▶ What is required
I would like every line of the records below that contains the word "MonthlyAggregate" copied.

▶ Records provided
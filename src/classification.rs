use crate::schema::MonthlyKpi;
use serde::{Deserialize, Serialize};
use std::fmt;

/// Traffic-light rating used when alerting or colouring KPI charts.
#[derive(Debug, Clone, Copy, PartialEq, Eq, Serialize, Deserialize)]
#[serde(rename_all = "lowercase")]
pub enum KpiSignal {
    Green,
    Orange,
    Red,
}

impl KpiSignal {
    pub fn as_str(&self) -> &'static str {
        match self {
            KpiSignal::Green => "green",
            KpiSignal::Orange => "orange",
            KpiSignal::Red => "red",
        }
    }
}

impl fmt::Display for KpiSignal {
    fn fmt(&self, f: &mut fmt::Formatter<'_>) -> fmt::Result {
        f.write_str(self.as_str())
    }
}

pub const PROBLEM_RATE_RED_THRESHOLD: f64 = 95.0;
pub const PROBLEM_RATE_ORANGE_THRESHOLD: f64 = 90.0;
pub const HEALTH_ORANGE_THRESHOLD: f64 = 35.0;

pub fn classify_problem_rate(pct: f64) -> KpiSignal {
    if pct > PROBLEM_RATE_RED_THRESHOLD {
        KpiSignal::Red
    } else if pct > PROBLEM_RATE_ORANGE_THRESHOLD {
        KpiSignal::Orange
    } else {
        KpiSignal::Green
    }
}

/// Any non-positive growth, including exactly zero, is red.
pub fn classify_growth(pct: f64) -> KpiSignal {
    if pct > 0.0 {
        KpiSignal::Green
    } else {
        KpiSignal::Red
    }
}

pub fn classify_health(score: f64) -> KpiSignal {
    if score < 0.0 {
        KpiSignal::Red
    } else if score < HEALTH_ORANGE_THRESHOLD {
        KpiSignal::Orange
    } else {
        KpiSignal::Green
    }
}

#[derive(Debug, Clone, Copy, PartialEq, Eq, Serialize, Deserialize)]
pub struct KpiSignals {
    pub problem_rate: KpiSignal,
    /// `None` when revenue growth is undefined for the month.
    pub revenue_growth: Option<KpiSignal>,
    pub health: KpiSignal,
}

impl MonthlyKpi {
    pub fn signals(&self) -> KpiSignals {
        KpiSignals {
            problem_rate: classify_problem_rate(self.problem_rate_pct),
            revenue_growth: self.revenue_growth_pct.map(classify_growth),
            health: classify_health(self.health_score),
        }
    }
}
use chrono::NaiveDate;
use monthly_kpi_builder::*;

fn month_aggregate(year: i32, month: u32, revenue: f64, tx_count: u64) -> MonthlyAggregate {
    MonthlyAggregate {
        period: Period::new(year, month).unwrap(),
        total_amount: revenue,
        tx_count,
        avg_amount: revenue / tx_count as f64,
        net_cashflow: 0.0,
        net_income: 0.0,
        total_revenue: revenue,
        total_expenses: 0.0,
        problem_rate: 0.0,
        avg_margin: 0.0,
    }
}

fn transaction(date: &str, revenue: f64, outcome: f64, margin: f64) -> TransactionRecord {
    TransactionRecord {
        date: NaiveDate::parse_from_str(date, "%Y-%m-%d").unwrap(),
        transaction_amount: revenue * 0.8,
        cash_flow: revenue * 0.3,
        net_income: revenue * margin,
        revenue,
        expenditure: revenue * (1.0 - margin),
        transaction_outcome: outcome,
        profit_margin: margin,
    }
}

fn synthetic_records() -> Vec<TransactionRecord> {
    let mut ledger = SyntheticLedger::new(Period::new(2022, 6).unwrap(), 18, 2024);
    ledger.transactions_per_month = 25;
    ledger.problem_probability = 0.3;
    ledger.generate().unwrap()
}

#[test]
fn test_revenue_growth_scenario() {
    let aggregates = vec![
        month_aggregate(2023, 1, 1000.0, 10),
        month_aggregate(2023, 2, 1100.0, 10),
        month_aggregate(2023, 3, 990.0, 10),
    ];

    let kpis = derive_kpis(&aggregates).unwrap();
    let growth: Vec<f64> = kpis
        .iter()
        .map(|k| utils::round2(k.revenue_growth_pct.unwrap()))
        .collect();
    assert_eq!(growth, vec![0.0, 10.0, -10.0]);
}

#[test]
fn test_high_problem_rate_is_red() {
    let aggregate = MonthlyAggregate {
        problem_rate: 0.97,
        ..month_aggregate(2023, 1, 1000.0, 10)
    };

    let kpis = derive_kpis(&[aggregate]).unwrap();
    assert!((kpis[0].problem_rate_pct - 97.0).abs() < 1e-9);
    assert_eq!(classify_problem_rate(kpis[0].problem_rate_pct), KpiSignal::Red);
    assert_eq!(kpis[0].signals().problem_rate, KpiSignal::Red);
}

#[test]
fn test_health_score_scenario() {
    let aggregate = MonthlyAggregate {
        problem_rate: 0.10,
        avg_margin: 0.80,
        ..month_aggregate(2023, 1, 1000.0, 10)
    };

    let kpis = derive_kpis(&[aggregate]).unwrap();
    assert!((kpis[0].profit_margin_pct - 80.0).abs() < 1e-9);
    assert_eq!(kpis[0].health_score, 85.0);
    assert_eq!(kpis[0].signals().health, KpiSignal::Green);
}

#[test]
fn test_empty_ledger_scenario() {
    let kpis = build_monthly_kpis(&[]).unwrap();
    assert!(kpis.is_empty());
    assert!(derive_kpis(&[]).unwrap().is_empty());
    assert!(matches!(aggregate_monthly(&[]), Err(KpiError::EmptyInput)));
}

#[test]
fn test_zero_previous_revenue_is_undefined_by_default() {
    let aggregates = vec![
        month_aggregate(2023, 1, 0.0, 2),
        month_aggregate(2023, 2, 500.0, 4),
        month_aggregate(2023, 3, 250.0, 4),
    ];

    let kpis = derive_kpis(&aggregates).unwrap();
    assert_eq!(kpis[1].revenue_growth_pct, None);
    assert_eq!(kpis[1].signals().revenue_growth, None);
    assert!((kpis[1].tx_growth_pct.unwrap() - 100.0).abs() < 1e-9);
    assert!((kpis[2].revenue_growth_pct.unwrap() + 50.0).abs() < 1e-9);

    let json = serde_json::to_string(&kpis[1]).unwrap();
    assert!(json.contains("\"revenue_growth_pct\":null"));
}

#[test]
fn test_periods_strictly_increasing_and_counts_positive() {
    let mut records = synthetic_records();
    records.reverse();

    let kpis = build_monthly_kpis(&records).unwrap();
    assert_eq!(kpis.len(), 18);

    for pair in kpis.windows(2) {
        assert!(pair[0].period() < pair[1].period());
        assert_eq!(pair[0].period().next().unwrap(), pair[1].period());
    }
    assert!(kpis.iter().all(|k| k.aggregate.tx_count >= 1));
    assert_eq!(kpis[0].period().to_string(), "2022-06");
    assert_eq!(kpis[17].period().to_string(), "2023-11");
}

#[test]
fn test_revenue_per_tx_and_first_month_growth() {
    let kpis = build_monthly_kpis(&synthetic_records()).unwrap();

    for kpi in &kpis {
        let expected = kpi.aggregate.total_amount / kpi.aggregate.tx_count as f64;
        assert!((kpi.revenue_per_tx - expected).abs() < 1e-12);
    }

    assert_eq!(kpis[0].revenue_growth_pct, Some(0.0));
    assert_eq!(kpis[0].tx_growth_pct, Some(0.0));
}

#[test]
fn test_rederiving_is_idempotent() {
    let kpis = build_monthly_kpis(&synthetic_records()).unwrap();

    let aggregates: Vec<MonthlyAggregate> = kpis.iter().map(|k| k.aggregate.clone()).collect();
    let rederived = derive_kpis(&aggregates).unwrap();

    assert_eq!(kpis, rederived);
}

#[test]
fn test_gaps_between_months_compare_with_previous_present_month() {
    let records = vec![
        transaction("2023-01-15", 1000.0, 0.0, 0.2),
        transaction("2023-04-02", 1500.0, 0.0, 0.2),
    ];

    let kpis = build_monthly_kpis(&records).unwrap();
    assert_eq!(kpis.len(), 2);
    assert_eq!(kpis[1].period().to_string(), "2023-04");
    assert!((kpis[1].revenue_growth_pct.unwrap() - 50.0).abs() < 1e-9);
}

#[test]
fn test_rounding_applies_before_derivation() {
    let records = vec![
        transaction("2023-01-01", 100.004, 0.0, 0.1),
        transaction("2023-02-01", 100.0, 0.0, 0.1),
    ];

    let rounded = build_monthly_kpis(&records).unwrap();
    assert_eq!(rounded[0].total_revenue(), 100.0);
    assert_eq!(rounded[1].revenue_growth_pct, Some(0.0));

    let config = KpiConfig {
        round_raw_aggregates: false,
        ..KpiConfig::default()
    };
    let exact = build_monthly_kpis_with_config(&records, &config).unwrap();
    assert!(exact[1].revenue_growth_pct.unwrap() < 0.0);
}

#[test]
fn test_csv_ledger_to_report() -> anyhow::Result<()> {
    let data = "\
Date,Transaction Amount,Cash Flow,Net Income,Revenue,Expenditure,Transaction Outcome,Profit Margin,Account
2023-01-03,1200.00,300.00,240.00,1500.00,1260.00,1,0.16,Sales
2023-01-19,800.00,-50.00,100.00,900.00,800.00,0,0.11,Sales
2023-02-07,950.00,120.00,180.00,1200.00,1020.00,1,0.15,Services
2023-03-22,400.00,-20.00,-40.00,300.00,340.00,1,-0.13,Services
";

    let records = read_transactions_csv(data.as_bytes())?;
    assert_eq!(records.len(), 4);

    let report = KpiProcessor::default().report(&records)?;
    assert_eq!(report.rows.len(), 3);

    let jan = &report.rows[0];
    assert_eq!(jan.total_revenue, 2400.0);
    assert_eq!(jan.revenue_per_tx, 1000.0);
    assert!((jan.problem_rate_pct - 50.0).abs() < 1e-9);

    let feb = &report.rows[1];
    assert!((feb.revenue_growth_pct.unwrap() + 50.0).abs() < 1e-9);
    assert!((feb.tx_growth_pct.unwrap() + 50.0).abs() < 1e-9);
    assert_eq!(feb.revenue_growth_signal, Some(KpiSignal::Red));
    assert_eq!(feb.problem_rate_signal, KpiSignal::Red);

    let mar = &report.rows[2];
    // (1 - 1) * 50 + (-13) * 0.5
    assert_eq!(mar.health_score, -6.5);
    assert_eq!(mar.health_signal, KpiSignal::Red);

    let mut buffer = Vec::new();
    report.write_csv(&mut buffer)?;
    let mut reader = csv::Reader::from_reader(buffer.as_slice());
    assert_eq!(reader.records().count(), 3);

    Ok(())
}

#[test]
fn test_ledger_summary_matches_aggregates() {
    let records = synthetic_records();
    let summary = LedgerSummary::from_records(&records);
    assert_eq!(summary.shape(), (18 * 25, 8));

    let aggregates = aggregate_monthly(&records).unwrap();
    let revenue = summary.column("revenue").unwrap();
    assert_eq!(revenue.count, records.len());

    let raw_total: f64 = records.iter().map(|r| r.revenue).sum();
    assert!((revenue.mean.unwrap() * records.len() as f64 - raw_total).abs() < 1e-6);
    assert!(revenue.min.unwrap() <= revenue.q25.unwrap());
    assert!(revenue.q25.unwrap() <= revenue.median.unwrap());
    assert!(revenue.median.unwrap() <= revenue.q75.unwrap());
    assert!(revenue.q75.unwrap() <= revenue.max.unwrap());

    let first = aggregates.first().unwrap().period;
    let last = aggregates.last().unwrap().period;
    assert_eq!(summary.first_date.map(Period::from_date), Some(first));
    assert_eq!(summary.last_date.map(Period::from_date), Some(last));
}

▶ Task output
fn month_aggregate(year: i32, month: u32, revenue: f64, tx_count: u64) -> MonthlyAggregate {
    MonthlyAggregate {
    let aggregate = MonthlyAggregate {
    let aggregate = MonthlyAggregate {
    let aggregates: Vec<MonthlyAggregate> = kpis.iter().map(|k| k.aggregate.clone()).collect();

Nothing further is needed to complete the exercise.